Exercise details: Would you restate all the entries exactly, leaving nothing out?

□ □ □ □ □ □ □

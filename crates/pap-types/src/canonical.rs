//! # Canonical Serialization
//!
//! Deterministic byte forms used for hashing and signing.
//!
//! ## Body bytes
//!
//! Compact JSON of the typed body. Struct fields serialize in declaration
//! order, all maps are `BTreeMap`s and absent optionals are skipped, so two
//! equal bodies always produce identical bytes.
//!
//! ## Signing input
//!
//! ```text
//! "PAP-v1" || lp(payloadHash) || lp(nonce) || lp(issuedAt)
//!          || lp(agent) || lp(cluster) || lp(version) || lp(instance)
//! ```
//!
//! where `lp(x)` is `u32_be(len(x)) || x`. The length prefixes keep
//! adjacent fields from being shifted into each other.
//!
//! `issuedAt` is signed as RFC 3339 UTC with all nine fractional digits,
//! so every instant the wire can carry has exactly one signed form.

use crate::envelope::{AgentIdentity, AuthContext, MessageBody};
use crate::errors::PapError;
use chrono::{DateTime, SecondsFormat, Utc};
use sha2::{Digest, Sha256};

/// Domain separation tag prepended to every signing input.
pub const SIGNING_DOMAIN: &[u8] = b"PAP-v1";

/// Length of a SHA-256 payload hash.
pub const PAYLOAD_HASH_LEN: usize = 32;

/// Canonical byte form of a message body.
pub fn canonical_body_bytes(body: &MessageBody) -> Result<Vec<u8>, PapError> {
    serde_json::to_vec(body)
        .map_err(|e| PapError::internal(format!("body serialization failed: {e}")))
}

/// SHA-256 over the canonical body bytes.
pub fn payload_digest(body: &MessageBody) -> Result<[u8; PAYLOAD_HASH_LEN], PapError> {
    let bytes = canonical_body_bytes(body)?;
    Ok(Sha256::digest(&bytes).into())
}

/// Bytes covered by the sender's signature.
#[must_use]
pub fn signing_input(sender: &AgentIdentity, auth: &AuthContext) -> Vec<u8> {
    let mut out = Vec::with_capacity(
        SIGNING_DOMAIN.len() + 7 * 4 + auth.payload_hash.len() + auth.nonce.len() + 8 + 64,
    );
    out.extend_from_slice(SIGNING_DOMAIN);
    push_field(&mut out, &auth.payload_hash);
    push_field(&mut out, auth.nonce.as_bytes());
    push_field(&mut out, signed_timestamp(&auth.issued_at).as_bytes());
    push_field(&mut out, sender.agent.as_bytes());
    push_field(&mut out, sender.cluster.as_bytes());
    push_field(&mut out, sender.version.as_deref().unwrap_or("").as_bytes());
    push_field(&mut out, sender.instance.as_deref().unwrap_or("").as_bytes());
    out
}

/// Exact text form of a timestamp as it is signed.
#[must_use]
pub fn signed_timestamp(at: &DateTime<Utc>) -> String {
    at.to_rfc3339_opts(SecondsFormat::Nanos, true)
}

fn push_field(out: &mut Vec<u8>, field: &[u8]) {
    // Fields are bounded by envelope size; truncation cannot occur in practice.
    let len = u32::try_from(field.len()).unwrap_or(u32::MAX);
    out.extend_from_slice(&len.to_be_bytes());
    out.extend_from_slice(field);
}
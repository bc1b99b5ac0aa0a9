//! # Processing Outcomes
//!
//! What `process` returns: an `Outcome` for accepted envelopes, a
//! `Rejection` carrying the outbound error body otherwise.

use chrono::{DateTime, Utc};
use pap_types::{ErrorCode, ErrorPayload, EventType, MessageKind, PapError};
use thiserror::Error;

use super::control::DirectiveHandle;
use crate::ports::outbound::Destination;

/// What the engine did with an accepted envelope.
#[derive(Debug, Clone)]
pub enum Disposition {
    /// Invoke resolved to a destination.
    Dispatched {
        destination: Destination,
        awaiting_reply: bool,
        /// Effective deadline of the registered exchange.
        deadline: Option<DateTime<Utc>>,
    },
    /// Response matched a pending exchange and its chunks were appended.
    ResponseMatched { chunks: usize, retired: bool },
    /// Error retired a pending exchange.
    ErrorMatched { code: ErrorCode },
    /// Handshake ack retired a ping exchange.
    HandshakeAcked { accepted: bool },
    /// Control directive scheduled (or already released).
    DirectiveScheduled {
        handle: DirectiveHandle,
        released: bool,
        /// Exchange a `force_kill` cancelled, if any.
        cancelled_exchange: Option<String>,
    },
    EventAccepted { event_type: EventType },
    /// Reply to a correlation the tracker does not know.
    Orphaned,
    /// Terminal reply to an already-retired correlation.
    DuplicateTerminal,
}

#[derive(Debug, Clone, Copy, PartialEq, Eq)]
pub enum WarningKind {
    Orphaned,
    DuplicateTerminal,
}

/// Non-fatal condition attached to an accepted envelope.
#[derive(Debug, Clone, PartialEq, Eq)]
pub struct Warning {
    pub kind: WarningKind,
    pub code: ErrorCode,
    pub message: String,
}

#[derive(Debug, Clone)]
pub struct Outcome {
    pub message_id: String,
    pub correlation_id: String,
    pub kind: MessageKind,
    pub disposition: Disposition,
    pub warnings: Vec<Warning>,
}

impl Outcome {
    #[must_use]
    pub fn has_warnings(&self) -> bool {
        !self.warnings.is_empty()
    }
}

/// A fatal condition for one envelope.
#[derive(Debug, Clone, PartialEq, Error)]
#[error("{code}: {message}")]
pub struct Rejection {
    pub code: ErrorCode,
    pub message: String,
    /// Body of the `error` envelope to send back.
    pub reply: ErrorPayload,
}

impl Rejection {
    #[must_use]
    pub fn is_recoverable(&self) -> bool {
        self.code.is_recoverable()
    }
}

impl From<PapError> for Rejection {
    fn from(error: PapError) -> Self {
        Self {
            code: error.code,
            message: error.message.clone(),
            reply: error.to_error_payload(),
        }
    }
}

/// Result of one maintenance pass.
#[derive(Debug, Clone, Copy, Default, PartialEq, Eq)]
pub struct SweepReport {
    pub replay_purged: usize,
    pub timed_out: usize,
    pub released: usize,
    /// Tombstones, finished streams and settled directives forgotten.
    pub evicted: usize,
}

□ □ □ □ □ □ □

Task result:
filename crates/pap-types/src/canonical.rs
//! # Canonical Serialization
//!
//! Deterministic byte forms used for hashing and signing.
//!
//! ## Body bytes
//!
//! Compact JSON of the typed body. Struct fields serialize in declaration
//! order, all maps are `BTreeMap`s and absent optionals are skipped, so two
//! equal bodies always produce identical bytes.
//!
//! ## Signing input
//!
//! ```text
//! "PAP-v1" || lp(payloadHash) || lp(nonce) || lp(issuedAt)
//!          || lp(agent) || lp(cluster) || lp(version) || lp(instance)
//! ```
//!
//! where `lp(x)` is `u32_be(len(x)) || x`. The length prefixes keep
//! adjacent fields from being shifted into each other.
//!
//! `issuedAt` is signed as RFC 3339 UTC with all nine fractional digits,
//! so every instant the wire can carry has exactly one signed form.

use crate::envelope::{AgentIdentity, AuthContext, MessageBody};
use crate::errors::PapError;
use chrono::{DateTime, SecondsFormat, Utc};
use sha2::{Digest, Sha256};

/// Domain separation tag prepended to every signing input.
pub const SIGNING_DOMAIN: &[u8] = b"PAP-v1";

/// Length of a SHA-256 payload hash.
pub const PAYLOAD_HASH_LEN: usize = 32;

/// Canonical byte form of a message body.
pub fn canonical_body_bytes(body: &MessageBody) -> Result<Vec<u8>, PapError> {
    serde_json::to_vec(body)
        .map_err(|e| PapError::internal(format!("body serialization failed: {e}")))
}

/// SHA-256 over the canonical body bytes.
pub fn payload_digest(body: &MessageBody) -> Result<[u8; PAYLOAD_HASH_LEN], PapError> {
    let bytes = canonical_body_bytes(body)?;
    Ok(Sha256::digest(&bytes).into())
}

/// Bytes covered by the sender's signature.
#[must_use]
pub fn signing_input(sender: &AgentIdentity, auth: &AuthContext) -> Vec<u8> {
    let mut out = Vec::with_capacity(
        SIGNING_DOMAIN.len() + 7 * 4 + auth.payload_hash.len() + auth.nonce.len() + 8 + 64,
    );
    out.extend_from_slice(SIGNING_DOMAIN);
    push_field(&mut out, &auth.payload_hash);
    push_field(&mut out, auth.nonce.as_bytes());
    push_field(&mut out, signed_timestamp(&auth.issued_at).as_bytes());
    push_field(&mut out, sender.agent.as_bytes());
    push_field(&mut out, sender.cluster.as_bytes());
    push_field(&mut out, sender.version.as_deref().unwrap_or("").as_bytes());
    push_field(&mut out, sender.instance.as_deref().unwrap_or("").as_bytes());
    out
}

/// Exact text form of a timestamp as it is signed.
#[must_use]
pub fn signed_timestamp(at: &DateTime<Utc>) -> String {
    at.to_rfc3339_opts(SecondsFormat::Nanos, true)
}

fn push_field(out: &mut Vec<u8>, field: &[u8]) {
    // Fields are bounded by envelope size; truncation cannot occur in practice.
    let len = u32::try_from(field.len()).unwrap_or(u32::MAX);
    out.extend_from_slice(&len.to_be_bytes());
    out.extend_from_slice(field);
}
repository bc1b99b5ac0aa0a9
//! # Processing Outcomes
//!
//! What `process` returns: an `Outcome` for accepted envelopes, a
//! `Rejection` carrying the outbound error body otherwise.

use chrono::{DateTime, Utc};
use pap_types::{ErrorCode, ErrorPayload, EventType, MessageKind, PapError};
use thiserror::Error;

use super::control::DirectiveHandle;
use crate::ports::outbound::Destination;

/// What the engine did with an accepted envelope.
#[derive(Debug, Clone)]
pub enum Disposition {
    /// Invoke resolved to a destination.
    Dispatched {
        destination: Destination,
        awaiting_reply: bool,
        /// Effective deadline of the registered exchange.
        deadline: Option<DateTime<Utc>>,
    },
    /// Response matched a pending exchange and its chunks were appended.
    ResponseMatched { chunks: usize, retired: bool },
    /// Error retired a pending exchange.
    ErrorMatched { code: ErrorCode },
    /// Handshake ack retired a ping exchange.
    HandshakeAcked { accepted: bool },
    /// Control directive scheduled (or already released).
    DirectiveScheduled {
        handle: DirectiveHandle,
        released: bool,
        /// Exchange a `force_kill` cancelled, if any.
        cancelled_exchange: Option<String>,
    },
    EventAccepted { event_type: EventType },
    /// Reply to a correlation the tracker does not know.
    Orphaned,
    /// Terminal reply to an already-retired correlation.
    DuplicateTerminal,
}

#[derive(Debug, Clone, Copy, PartialEq, Eq)]
pub enum WarningKind {
    Orphaned,
    DuplicateTerminal,
}

/// Non-fatal condition attached to an accepted envelope.
#[derive(Debug, Clone, PartialEq, Eq)]
pub struct Warning {
    pub kind: WarningKind,
    pub code: ErrorCode,
    pub message: String,
}

#[derive(Debug, Clone)]
pub struct Outcome {
    pub message_id: String,
    pub correlation_id: String,
    pub kind: MessageKind,
    pub disposition: Disposition,
    pub warnings: Vec<Warning>,
}

impl Outcome {
    #[must_use]
    pub fn has_warnings(&self) -> bool {
        !self.warnings.is_empty()
    }
}

/// A fatal condition for one envelope.
#[derive(Debug, Clone, PartialEq, Error)]
#[error("{code}: {message}")]
pub struct Rejection {
    pub code: ErrorCode,
    pub message: String,
    /// Body of the `error` envelope to send back.
    pub reply: ErrorPayload,
}

impl Rejection {
    #[must_use]
    pub fn is_recoverable(&self) -> bool {
        self.code.is_recoverable()
    }
}

impl From<PapError> for Rejection {
    fn from(error: PapError) -> Self {
        Self {
            code: error.code,
            message: error.message.clone(),
            reply: error.to_error_payload(),
        }
    }
}

/// Result of one maintenance pass.
#[derive(Debug, Clone, Copy, Default, PartialEq, Eq)]
pub struct SweepReport {
    pub replay_purged: usize,
    pub timed_out: usize,
    pub released: usize,
    /// Tombstones, finished streams and settled directives forgotten.
    pub evicted: usize,
}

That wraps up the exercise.